[Stored data]

▬▬▬▬▬▬▬▬▬▬

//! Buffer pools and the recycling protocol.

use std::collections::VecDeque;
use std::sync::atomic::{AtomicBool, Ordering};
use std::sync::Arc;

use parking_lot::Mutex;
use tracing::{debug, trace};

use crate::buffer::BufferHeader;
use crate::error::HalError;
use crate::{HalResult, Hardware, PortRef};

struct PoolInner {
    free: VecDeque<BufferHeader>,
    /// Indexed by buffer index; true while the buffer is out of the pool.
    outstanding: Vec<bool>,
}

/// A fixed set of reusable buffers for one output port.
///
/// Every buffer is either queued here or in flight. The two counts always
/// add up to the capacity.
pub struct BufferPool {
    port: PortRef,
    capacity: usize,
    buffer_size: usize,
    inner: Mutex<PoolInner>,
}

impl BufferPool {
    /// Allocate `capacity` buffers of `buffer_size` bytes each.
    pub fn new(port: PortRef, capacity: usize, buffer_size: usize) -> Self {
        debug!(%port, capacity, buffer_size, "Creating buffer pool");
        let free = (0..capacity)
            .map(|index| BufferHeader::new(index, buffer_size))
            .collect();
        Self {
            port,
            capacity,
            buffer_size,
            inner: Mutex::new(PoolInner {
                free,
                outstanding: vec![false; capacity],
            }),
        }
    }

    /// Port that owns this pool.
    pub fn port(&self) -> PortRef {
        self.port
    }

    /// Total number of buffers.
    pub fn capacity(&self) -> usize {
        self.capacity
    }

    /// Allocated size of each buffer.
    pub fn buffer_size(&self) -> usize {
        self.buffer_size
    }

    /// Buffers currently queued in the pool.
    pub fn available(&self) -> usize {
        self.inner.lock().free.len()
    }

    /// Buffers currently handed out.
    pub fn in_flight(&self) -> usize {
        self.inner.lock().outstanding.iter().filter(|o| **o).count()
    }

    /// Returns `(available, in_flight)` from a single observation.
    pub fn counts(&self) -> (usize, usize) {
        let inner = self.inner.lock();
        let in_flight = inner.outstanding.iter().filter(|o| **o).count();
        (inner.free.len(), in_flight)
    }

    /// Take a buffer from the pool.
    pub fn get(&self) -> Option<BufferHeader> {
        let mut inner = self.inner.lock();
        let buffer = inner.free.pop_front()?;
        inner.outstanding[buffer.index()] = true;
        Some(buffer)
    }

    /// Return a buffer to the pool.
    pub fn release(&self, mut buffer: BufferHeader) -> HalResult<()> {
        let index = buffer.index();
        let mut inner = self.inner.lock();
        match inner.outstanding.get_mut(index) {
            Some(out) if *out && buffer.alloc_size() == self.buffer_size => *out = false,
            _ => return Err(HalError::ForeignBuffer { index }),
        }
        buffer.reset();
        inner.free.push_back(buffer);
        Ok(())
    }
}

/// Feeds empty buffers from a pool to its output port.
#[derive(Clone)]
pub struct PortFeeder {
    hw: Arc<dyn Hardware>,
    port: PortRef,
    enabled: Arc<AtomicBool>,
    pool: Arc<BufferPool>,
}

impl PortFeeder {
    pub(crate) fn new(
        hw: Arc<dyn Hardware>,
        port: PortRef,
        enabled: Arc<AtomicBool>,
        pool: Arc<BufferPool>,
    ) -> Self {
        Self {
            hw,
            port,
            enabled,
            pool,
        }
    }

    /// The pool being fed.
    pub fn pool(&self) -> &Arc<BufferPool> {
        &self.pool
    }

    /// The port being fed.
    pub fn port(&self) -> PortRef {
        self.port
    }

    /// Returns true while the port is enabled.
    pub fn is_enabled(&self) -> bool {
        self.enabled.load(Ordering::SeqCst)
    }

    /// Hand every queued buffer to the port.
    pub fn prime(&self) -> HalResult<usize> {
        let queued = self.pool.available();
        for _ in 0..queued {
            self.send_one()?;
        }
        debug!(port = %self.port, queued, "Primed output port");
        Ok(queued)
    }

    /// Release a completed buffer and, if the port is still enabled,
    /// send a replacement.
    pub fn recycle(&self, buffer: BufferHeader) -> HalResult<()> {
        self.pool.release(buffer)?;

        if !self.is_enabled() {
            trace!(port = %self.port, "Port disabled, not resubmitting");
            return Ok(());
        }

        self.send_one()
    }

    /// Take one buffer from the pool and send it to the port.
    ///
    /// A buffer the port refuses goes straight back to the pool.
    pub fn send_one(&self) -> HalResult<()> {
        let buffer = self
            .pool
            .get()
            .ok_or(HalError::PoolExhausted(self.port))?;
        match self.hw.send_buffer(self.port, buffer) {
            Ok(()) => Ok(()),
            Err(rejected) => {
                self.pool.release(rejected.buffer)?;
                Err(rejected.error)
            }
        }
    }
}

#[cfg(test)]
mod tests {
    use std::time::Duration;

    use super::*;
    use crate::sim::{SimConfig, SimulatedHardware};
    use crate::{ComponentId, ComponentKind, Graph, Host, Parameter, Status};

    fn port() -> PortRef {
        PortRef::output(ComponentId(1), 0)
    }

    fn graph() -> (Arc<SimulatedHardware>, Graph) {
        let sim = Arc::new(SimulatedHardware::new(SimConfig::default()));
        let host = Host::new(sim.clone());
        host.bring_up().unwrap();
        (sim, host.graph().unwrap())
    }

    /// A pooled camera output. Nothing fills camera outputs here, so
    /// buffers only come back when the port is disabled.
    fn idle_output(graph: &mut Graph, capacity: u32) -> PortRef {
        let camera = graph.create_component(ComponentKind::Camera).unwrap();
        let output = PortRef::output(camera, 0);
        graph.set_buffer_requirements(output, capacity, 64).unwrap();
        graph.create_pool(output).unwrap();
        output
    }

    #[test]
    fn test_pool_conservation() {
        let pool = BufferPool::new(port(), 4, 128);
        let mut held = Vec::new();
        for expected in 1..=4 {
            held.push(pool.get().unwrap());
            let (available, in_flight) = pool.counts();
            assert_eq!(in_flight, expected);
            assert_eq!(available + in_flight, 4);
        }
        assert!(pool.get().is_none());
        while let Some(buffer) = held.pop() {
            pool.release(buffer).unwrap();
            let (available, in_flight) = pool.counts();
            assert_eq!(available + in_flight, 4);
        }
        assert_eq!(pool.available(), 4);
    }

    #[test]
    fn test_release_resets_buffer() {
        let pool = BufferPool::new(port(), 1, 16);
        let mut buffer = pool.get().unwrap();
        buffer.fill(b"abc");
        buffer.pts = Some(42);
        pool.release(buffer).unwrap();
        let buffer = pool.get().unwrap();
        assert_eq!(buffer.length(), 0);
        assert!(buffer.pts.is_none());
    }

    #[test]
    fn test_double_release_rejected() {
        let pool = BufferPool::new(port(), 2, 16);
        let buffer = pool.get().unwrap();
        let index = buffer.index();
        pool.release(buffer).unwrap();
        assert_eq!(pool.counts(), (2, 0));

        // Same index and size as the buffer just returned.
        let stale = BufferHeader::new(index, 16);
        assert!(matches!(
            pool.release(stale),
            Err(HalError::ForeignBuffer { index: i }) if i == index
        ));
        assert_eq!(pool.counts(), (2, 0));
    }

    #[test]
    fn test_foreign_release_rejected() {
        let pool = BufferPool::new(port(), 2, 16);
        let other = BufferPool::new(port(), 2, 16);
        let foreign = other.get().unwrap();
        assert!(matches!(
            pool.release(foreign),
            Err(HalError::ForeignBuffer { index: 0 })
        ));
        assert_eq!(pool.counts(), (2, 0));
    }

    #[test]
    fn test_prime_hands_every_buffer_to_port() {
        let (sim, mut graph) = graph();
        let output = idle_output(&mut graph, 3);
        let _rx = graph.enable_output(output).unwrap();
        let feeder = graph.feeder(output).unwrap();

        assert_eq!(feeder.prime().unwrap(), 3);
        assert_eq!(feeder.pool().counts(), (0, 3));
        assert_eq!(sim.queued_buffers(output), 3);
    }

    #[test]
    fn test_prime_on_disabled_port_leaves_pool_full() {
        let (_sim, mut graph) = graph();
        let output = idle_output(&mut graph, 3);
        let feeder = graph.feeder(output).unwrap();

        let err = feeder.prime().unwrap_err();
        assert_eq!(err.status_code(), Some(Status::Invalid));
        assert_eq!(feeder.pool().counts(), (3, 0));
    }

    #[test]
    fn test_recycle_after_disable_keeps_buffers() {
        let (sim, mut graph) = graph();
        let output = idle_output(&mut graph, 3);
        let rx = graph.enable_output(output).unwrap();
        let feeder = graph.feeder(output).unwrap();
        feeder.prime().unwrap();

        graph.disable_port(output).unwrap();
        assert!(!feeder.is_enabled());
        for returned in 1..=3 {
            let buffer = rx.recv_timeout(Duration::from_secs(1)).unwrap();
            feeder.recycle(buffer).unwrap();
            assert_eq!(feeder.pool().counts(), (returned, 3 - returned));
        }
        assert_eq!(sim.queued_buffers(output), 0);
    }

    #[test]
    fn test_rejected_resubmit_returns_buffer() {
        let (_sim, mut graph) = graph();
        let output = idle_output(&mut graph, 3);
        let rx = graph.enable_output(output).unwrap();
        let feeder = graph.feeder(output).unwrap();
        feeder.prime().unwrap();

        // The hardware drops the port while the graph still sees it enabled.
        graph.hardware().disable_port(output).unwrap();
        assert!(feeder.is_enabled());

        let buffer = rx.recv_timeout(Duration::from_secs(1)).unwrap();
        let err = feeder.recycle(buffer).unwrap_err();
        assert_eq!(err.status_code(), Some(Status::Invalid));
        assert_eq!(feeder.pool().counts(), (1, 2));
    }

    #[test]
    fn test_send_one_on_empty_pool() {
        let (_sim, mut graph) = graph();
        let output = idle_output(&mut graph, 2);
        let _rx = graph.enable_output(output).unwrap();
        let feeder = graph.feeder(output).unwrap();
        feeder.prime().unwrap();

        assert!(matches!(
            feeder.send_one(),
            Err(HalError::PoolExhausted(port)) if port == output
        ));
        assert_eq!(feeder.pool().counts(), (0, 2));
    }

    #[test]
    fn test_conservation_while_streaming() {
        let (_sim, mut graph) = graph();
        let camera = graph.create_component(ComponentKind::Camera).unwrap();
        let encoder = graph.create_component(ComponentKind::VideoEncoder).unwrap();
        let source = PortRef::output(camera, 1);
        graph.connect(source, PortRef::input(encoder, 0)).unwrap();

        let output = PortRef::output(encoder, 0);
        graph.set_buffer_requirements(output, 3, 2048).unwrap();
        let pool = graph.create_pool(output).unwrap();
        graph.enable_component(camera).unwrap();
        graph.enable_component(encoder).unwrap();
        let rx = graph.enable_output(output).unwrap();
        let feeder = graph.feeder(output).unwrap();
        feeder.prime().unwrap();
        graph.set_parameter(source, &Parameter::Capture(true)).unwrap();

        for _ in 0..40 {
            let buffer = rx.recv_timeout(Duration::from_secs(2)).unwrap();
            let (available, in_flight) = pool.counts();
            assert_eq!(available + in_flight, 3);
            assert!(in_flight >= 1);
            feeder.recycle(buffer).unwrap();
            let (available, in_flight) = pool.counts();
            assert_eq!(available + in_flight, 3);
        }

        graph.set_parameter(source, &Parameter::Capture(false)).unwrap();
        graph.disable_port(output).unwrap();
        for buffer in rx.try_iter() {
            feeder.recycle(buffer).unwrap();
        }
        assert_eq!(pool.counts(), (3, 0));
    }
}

▬▬▬▬▬▬▬▬▬▬

### [AIM OF THE EXERCISE]
What is asked for is an exact copy of the lines above from the one containing "held.push(pool.get().unwrap());" through the one containing "buffer.pts = Some(42);", and only those.

### [SOLUTION FOR THIS PROBLEM]
            held.push(pool.get().unwrap());
            let (available, in_flight) = pool.counts();
            assert_eq!(in_flight, expected);
            assert_eq!(available + in_flight, 4);
        }
        assert!(pool.get().is_none());
        while let Some(buffer) = held.pop() {
            pool.release(buffer).unwrap();
            let (available, in_flight) = pool.counts();
            assert_eq!(available + in_flight, 4);
        }
        assert_eq!(pool.available(), 4);
    }

    #[test]
    fn test_release_resets_buffer() {
        let pool = BufferPool::new(port(), 1, 16);
        let mut buffer = pool.get().unwrap();
        buffer.fill(b"abc");
        buffer.pts = Some(42);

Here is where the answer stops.